There is no "-1 offended" or "-1 you don't agree with me" mod options for a reason.
First Amendment
The right to assemble applies to cyberspace, not just meatspace. Furthermore, the right to freedom of press is meaningless without the right to assemble to give the person your leaflet. Even though the document is over 200 years old, already it made first-class acknowledgement of technology: the printing press, a major technological leap from the fifteenth century. The Constitution is technology-aware. The Internet is the new press, and to prevent publication on it or to prevent receiving publications from it is unconsitutional.
Of course, this is meaningless with a Constitution that is not just routinely ignored, but at this point completely dead. Although the Constitution has been dying for the past century, the watershed moment for me came last month when a U.S. judge nullified the War Powers Act and put the capacity for declaration of war completely in the Executive Branch. Worse than the actual court decision, is that no one noticed or cared.

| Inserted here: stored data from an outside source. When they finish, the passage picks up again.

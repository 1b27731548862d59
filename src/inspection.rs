//! One inspection in progress: a form and the answers captured for it.
//!
//! Every edit builds a new store value, re-walks the tree and materializes
//! records for fields that just became active, then swaps the result in.

use crate::error::{StoreError, SubmissionError};
use crate::key::ResponseKey;
use crate::measurement::auto_status;
use crate::schema::{AnswerKind, FieldType, Form, MeasurementSpec, SubformSpec};
use crate::store::{Answer, Draft, PassHold, ResponseStore, parse_instance_key};
use crate::submission::{self, Submission, SubmitMode};
use crate::walker::{ActiveTree, DisplayTree, Prefill, TreeWalker};
use log::debug;

/// Name fragments marking the document-number field.
pub const DEFAULT_DOC_FIELD_PATTERNS: [&str; 2] = ["no doc", "no. doc"];

#[derive(Debug, Clone, PartialEq)]
pub struct InspectionConfig {
    /// Lower-case fragments; a field whose lower-cased name contains one of
    /// them receives the document number.
    pub doc_field_patterns: Vec<String>,
    /// Enforce required answers on final submission.
    pub strict_required: bool,
}

impl Default for InspectionConfig {
    fn default() -> Self {
        Self {
            doc_field_patterns: DEFAULT_DOC_FIELD_PATTERNS
                .iter()
                .map(|p| p.to_string())
                .collect(),
            strict_required: true,
        }
    }
}

pub struct InspectionBuilder {
    form: Form,
    doc_number: Option<String>,
    config: InspectionConfig,
}

impl InspectionBuilder {
    pub fn new(form: Form) -> Self {
        Self {
            form,
            doc_number: None,
            config: InspectionConfig::default(),
        }
    }

    pub fn doc_number(mut self, doc_number: impl Into<String>) -> Self {
        self.doc_number = Some(doc_number.into());
        self
    }

    pub fn doc_field_patterns<S: Into<String>>(mut self, patterns: impl IntoIterator<Item = S>) -> Self {
        self.config.doc_field_patterns = patterns
            .into_iter()
            .map(|p| p.into().to_lowercase())
            .collect();
        self
    }

    pub fn strict_required(mut self, strict: bool) -> Self {
        self.config.strict_required = strict;
        self
    }

    pub fn build(self) -> Inspection {
        let mut inspection = Inspection {
            form: self.form,
            store: ResponseStore::new(),
            doc_number: self.doc_number,
            config: self.config,
        };
        inspection.commit(ResponseStore::new());
        inspection
    }
}

/// Where an editable slot lives and how it is answered.
struct SlotInfo {
    field_type: FieldType,
    measurement: Option<MeasurementSpec>,
}

#[derive(Debug, Clone)]
pub struct Inspection {
    form: Form,
    store: ResponseStore,
    doc_number: Option<String>,
    config: InspectionConfig,
}

impl Inspection {
    pub fn new(form: Form) -> Self {
        InspectionBuilder::new(form).build()
    }

    pub fn builder(form: Form) -> InspectionBuilder {
        InspectionBuilder::new(form)
    }

    pub fn form(&self) -> &Form {
        &self.form
    }

    /// The current store. Cloning it is cheap and gives a snapshot later edits
    /// will not touch.
    pub fn store(&self) -> &ResponseStore {
        &self.store
    }

    pub fn config(&self) -> &InspectionConfig {
        &self.config
    }

    pub fn doc_number(&self) -> Option<&str> {
        self.doc_number.as_deref()
    }

    pub fn active(&self) -> ActiveTree<'_> {
        TreeWalker::new(&self.form).walk(&self.store)
    }

    /// The active tree with its current answers, one field per line.
    pub fn render(&self) -> String {
        let tree = self.active();
        DisplayTree {
            tree: &tree,
            store: &self.store,
        }
        .to_string()
    }

    /// Captures a text answer: free text, a chosen option, a file name, a date.
    pub fn set_text(&mut self, key: &str, text: impl Into<String>) -> Result<(), StoreError> {
        let slot = self.resolve(key)?;
        if slot.field_type.answer_kind() != AnswerKind::Text {
            return Err(mismatch(key, slot.field_type));
        }
        let text = text.into();
        let next = self.store.update(key, |record| {
            record.answer = Answer::Text(text);
            Ok(())
        })?;
        self.commit(next);
        Ok(())
    }

    /// Sets a pass/hold decision. On a measurement slot this overrides the
    /// computed status until the reading changes.
    pub fn set_status(&mut self, key: &str, status: PassHold) -> Result<(), StoreError> {
        let slot = self.resolve(key)?;
        let next = match slot.field_type {
            FieldType::Button => self.store.update(key, |record| {
                record.answer = Answer::Status(status);
                Ok(())
            })?,
            FieldType::Measurement => self.store.update(key, |record| {
                let value = record.answer.measurement();
                record.answer = Answer::Measurement {
                    value,
                    status: Some(status),
                };
                Ok(())
            })?,
            other => return Err(mismatch(key, other)),
        };
        self.commit(next);
        Ok(())
    }

    /// Records a reading and recomputes its status; `None` clears both.
    /// NaN and infinite readings count as no reading.
    pub fn set_measurement(&mut self, key: &str, value: Option<f64>) -> Result<(), StoreError> {
        let slot = self.resolve(key)?;
        if slot.field_type != FieldType::Measurement {
            return Err(mismatch(key, slot.field_type));
        }
        let value = value.filter(|v| v.is_finite());
        let status = match (value, slot.measurement) {
            (Some(v), Some(spec)) => auto_status(&spec, v),
            _ => None,
        };
        debug!("Measurement '{}' set to {:?}, status {:?}", key, value, status);
        let next = self.store.update(key, |record| {
            record.answer = match value {
                Some(_) => Answer::Measurement { value, status },
                None => Answer::Empty,
            };
            Ok(())
        })?;
        self.commit(next);
        Ok(())
    }

    pub fn clear(&mut self, key: &str) -> Result<(), StoreError> {
        self.resolve(key)?;
        let next = self.store.update(key, |record| {
            record.answer = Answer::Empty;
            Ok(())
        })?;
        self.commit(next);
        Ok(())
    }

    pub fn add_subform_instance(&mut self, slot: &str) -> Result<u32, StoreError> {
        let spec = self.subform_spec(slot)?;
        let (next, id) = self
            .store
            .add_subform_instance(&ResponseKey::from(slot), &spec)?;
        self.commit(next);
        Ok(id)
    }

    pub fn remove_subform_instance(&mut self, slot: &str, instance: u32) -> Result<(), StoreError> {
        let spec = self.subform_spec(slot)?;
        let next = self
            .store
            .remove_subform_instance(&ResponseKey::from(slot), instance, &spec)?;
        self.commit(next);
        Ok(())
    }

    /// Whether any field of the form wants the document number.
    pub fn needs_doc_number(&self) -> bool {
        let mut found = false;
        self.form.visit(|_, node| {
            found |= node.is_doc_number_field(&self.config.doc_field_patterns);
        });
        found
    }

    /// Adopts a document number and fills every empty active doc text slot.
    pub fn set_doc_number(&mut self, doc_number: impl Into<String>) {
        let doc_number = doc_number.into();
        let targets: Vec<ResponseKey> = self
            .active()
            .nodes()
            .iter()
            .filter(|active| active.node.is_doc_number_field(&self.config.doc_field_patterns))
            .filter_map(|active| active.key_for(FieldType::Text).cloned())
            .filter(|key| !self.store.get(key.as_str()).is_some_and(|r| r.has_value()))
            .collect();
        let next = self.store.with_records(targets.into_iter().filter_map(|key| {
            let record = self.store.get(key.as_str())?.clone().with_text(doc_number.clone());
            Some((key, record))
        }));
        self.doc_number = Some(doc_number);
        self.commit(next);
    }

    pub fn draft(&self) -> Draft {
        Draft::capture(self.form.id, self.doc_number.clone(), &self.store)
    }

    /// Replaces the current answers with those of a draft of the same form.
    pub fn restore(&mut self, draft: &Draft) -> Result<(), StoreError> {
        if draft.form_id != self.form.id {
            return Err(StoreError::FormMismatch {
                expected: self.form.id,
                found: draft.form_id,
            });
        }
        if draft.doc_number.is_some() {
            self.doc_number = draft.doc_number.clone();
        }
        self.commit(draft.restore());
        Ok(())
    }

    /// Validates (in final mode, when configured) and flattens the active answers.
    pub fn prepare(&self, mode: SubmitMode) -> Result<Submission, SubmissionError> {
        let tree = self.active();
        submission::prepare(
            self.form.id,
            &tree,
            &self.store,
            mode,
            self.config.strict_required,
        )
    }

    fn commit(&mut self, next: ResponseStore) {
        let prefill = Prefill {
            doc_number: self.doc_number.as_deref(),
            doc_field_patterns: &self.config.doc_field_patterns,
        };
        let synced = TreeWalker::new(&self.form).sync(&next, &prefill);
        self.store = synced;
    }

    /// Resolves an active slot key or a sub-answer key of an active subform.
    fn resolve(&self, key: &str) -> Result<SlotInfo, StoreError> {
        let tree = self.active();
        if let Some((active, field_type)) = tree.slot(key) {
            return Ok(SlotInfo {
                field_type,
                measurement: active.node.measurement,
            });
        }

        for active in tree.nodes() {
            let (Some(slot), Some(spec)) = (
                active.key_for(FieldType::Subform),
                active.node.options.subform.as_ref(),
            ) else {
                continue;
            };
            let Some((instance, name)) = parse_instance_key(slot, key) else {
                continue;
            };
            let live = self
                .store
                .subform(slot.as_str())
                .is_some_and(|instances| instances.contains(instance));
            if !live || !self.store.contains(key) {
                continue;
            }
            if let Some(field) = spec.fields.iter().find(|field| field.name == name) {
                return Ok(SlotInfo {
                    field_type: field.types.primary(),
                    measurement: field.measurement,
                });
            }
        }

        Err(StoreError::UnknownKey {
            key: key.to_string(),
        })
    }

    fn subform_spec(&self, slot: &str) -> Result<SubformSpec, StoreError> {
        let tree = self.active();
        let (active, field_type) = tree.slot(slot).ok_or_else(|| StoreError::UnknownKey {
            key: slot.to_string(),
        })?;
        if field_type != FieldType::Subform {
            return Err(mismatch(slot, field_type));
        }
        Ok(active.node.options.subform.clone().unwrap_or_default())
    }
}

fn mismatch(key: &str, field_type: FieldType) -> StoreError {
    StoreError::AnswerMismatch {
        key: key.to_string(),
        field_type,
    }
}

On the one hand we have a society that is making it increasingly difficult for people to function normally (buy things, pay bills, find government information, etc.) without access to the Internet. On the other we have corporations that 1.) are trying to criminalize whatever we do on the Internet as much as they can in order to increase their profit margins, and 2.) have way too much money and influence on our governments, meaning that they will attempt endlessly to push their agendas until they succeed. A Constitutional amendment would be a good way to put a stop to their attempts once and for all.

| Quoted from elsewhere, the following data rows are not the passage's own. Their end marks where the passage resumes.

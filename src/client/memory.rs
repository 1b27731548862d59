use super::{InspectionBackend, InspectionStatus};
use crate::error::ClientError;
use crate::schema::Form;
use crate::submission::InspectionCreate;
use ahash::AHashMap;
use std::sync::{Mutex, MutexGuard};

#[derive(Debug, Clone, PartialEq)]
pub struct StoredInspection {
    pub id: u64,
    pub payload: InspectionCreate,
    pub status: InspectionStatus,
}

#[derive(Debug, Default)]
struct State {
    forms: AHashMap<u64, Form>,
    inspections: Vec<StoredInspection>,
}

/// An in-process backend keeping everything in memory.
#[derive(Debug)]
pub struct MemoryBackend {
    year: i32,
    state: Mutex<State>,
}

impl MemoryBackend {
    /// `year` is the calendar year stamped into document numbers.
    pub fn new(year: i32) -> Self {
        Self {
            year,
            state: Mutex::new(State::default()),
        }
    }

    pub fn with_form(self, form: Form) -> Self {
        if let Ok(mut state) = self.state.lock() {
            state.forms.insert(form.id, form);
        }
        self
    }

    pub fn inspection(&self, id: u64) -> Result<StoredInspection, ClientError> {
        self.lock()?
            .inspections
            .iter()
            .find(|stored| stored.id == id)
            .cloned()
            .ok_or(ClientError::InspectionNotFound(id))
    }

    pub fn inspections(&self) -> Result<Vec<StoredInspection>, ClientError> {
        Ok(self.lock()?.inspections.clone())
    }

    fn lock(&self) -> Result<MutexGuard<'_, State>, ClientError> {
        self.state
            .lock()
            .map_err(|_| ClientError::Transport("backend state lock poisoned".to_string()))
    }
}

/// Upper-cased first three letters of each word, at most six characters.
fn abbreviation(form_name: &str) -> String {
    form_name
        .split_whitespace()
        .flat_map(|word| word.chars().take(3))
        .flat_map(char::to_uppercase)
        .take(6)
        .collect()
}

impl InspectionBackend for MemoryBackend {
    async fn fetch_form(&self, form_id: u64) -> Result<Form, ClientError> {
        self.lock()?
            .forms
            .get(&form_id)
            .cloned()
            .ok_or(ClientError::FormNotFound(form_id))
    }

    /// Numbers run `<ABBR>-<year><seq:04>`, continuing after the highest
    /// number already used in a stored inspection of the same form.
    async fn next_doc_number(&self, form_id: u64) -> Result<String, ClientError> {
        let state = self.lock()?;
        let form = state
            .forms
            .get(&form_id)
            .ok_or(ClientError::FormNotFound(form_id))?;
        let prefix = format!("{}-{}", abbreviation(&form.name), self.year);
        let last = state
            .inspections
            .iter()
            .filter(|stored| stored.payload.form_id == form_id)
            .flat_map(|stored| &stored.payload.responses)
            .filter_map(|response| response.response_value.as_deref())
            .filter_map(|value| value.strip_prefix(prefix.as_str()))
            .filter_map(|seq| seq.parse::<u32>().ok())
            .max()
            .unwrap_or(0);
        Ok(format!("{}{:04}", prefix, last + 1))
    }

    async fn create_inspection(&self, payload: &InspectionCreate) -> Result<u64, ClientError> {
        let mut state = self.lock()?;
        if !state.forms.contains_key(&payload.form_id) {
            return Err(ClientError::FormNotFound(payload.form_id));
        }
        let id = state.inspections.len() as u64 + 1;
        state.inspections.push(StoredInspection {
            id,
            payload: payload.clone(),
            status: InspectionStatus::Draft,
        });
        Ok(id)
    }

    async fn submit_inspection(&self, inspection_id: u64) -> Result<(), ClientError> {
        let mut state = self.lock()?;
        let stored = state
            .inspections
            .iter_mut()
            .find(|stored| stored.id == inspection_id)
            .ok_or(ClientError::InspectionNotFound(inspection_id))?;
        stored.status = InspectionStatus::Submitted;
        Ok(())
    }
}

Okay, so what about the really bad guys out their, distributing spam, viruses, kiddy-porn -- wouldn't they then also have an inalienable right to Internet access? Well, yes, but those people can also be fined and/or incarcerated.
IMHO the internet should not be mentioned explicitly. At most, the first amendment might be extended to include electronic communications. Plain and simple language is important, and specifics should be avoided.
Yes, and one of the specifics to be avoided is the term "electronic". This would, for instance, tell the lawyers (and the Supreme Court) that optical fiber isn't covered, since it used photons rather than electrons.
More generally, we should probably tackle the growing problem that, whenever a computer gets involved in any activity, all legal precedent is discarded, and all legal rights must be re-established from scratch. Thus, we see all sorts of limitations of free speech, freedom of the press, freedom to assemble, etc., because we're doing those activities online rather than in the "real world", and the online world exists primarily inside computers (and their comm links). So people don't see the communications as "speech" or publishing or assembling together, or whatever; they see the communications as electronic and computerized. The US Constitution doesn't mention computers (or electronics or photonics or tachyonics or whatever follows), so the people in power don't think that the US Constitution applies.
What we need is an Amendment that specifically states that our "free" activities can't be limited by the government regardless of the equipment that we use to carry them out. We need to find a way to prevent them from cancelling all the freedoms whenever a new technology comes along that improves our ability to carry out the protected activities. And we need a phrasing that covers new technologies in such a way that the more authoritarian members of the Supreme Court will understand that the freedoms still apply.
(And I refuse to call them "conservatives". An actual conservative would want to preserve our historic freedoms, regardless of whatever newfangled gadgetry we're using to exercise them. These people are "authoritarians", because they support those in positions of authority who want to limit our rights whenever they can think up a new excuse to do so.)
Those who do study history are doomed to stand helplessly by while everyone else repeats it.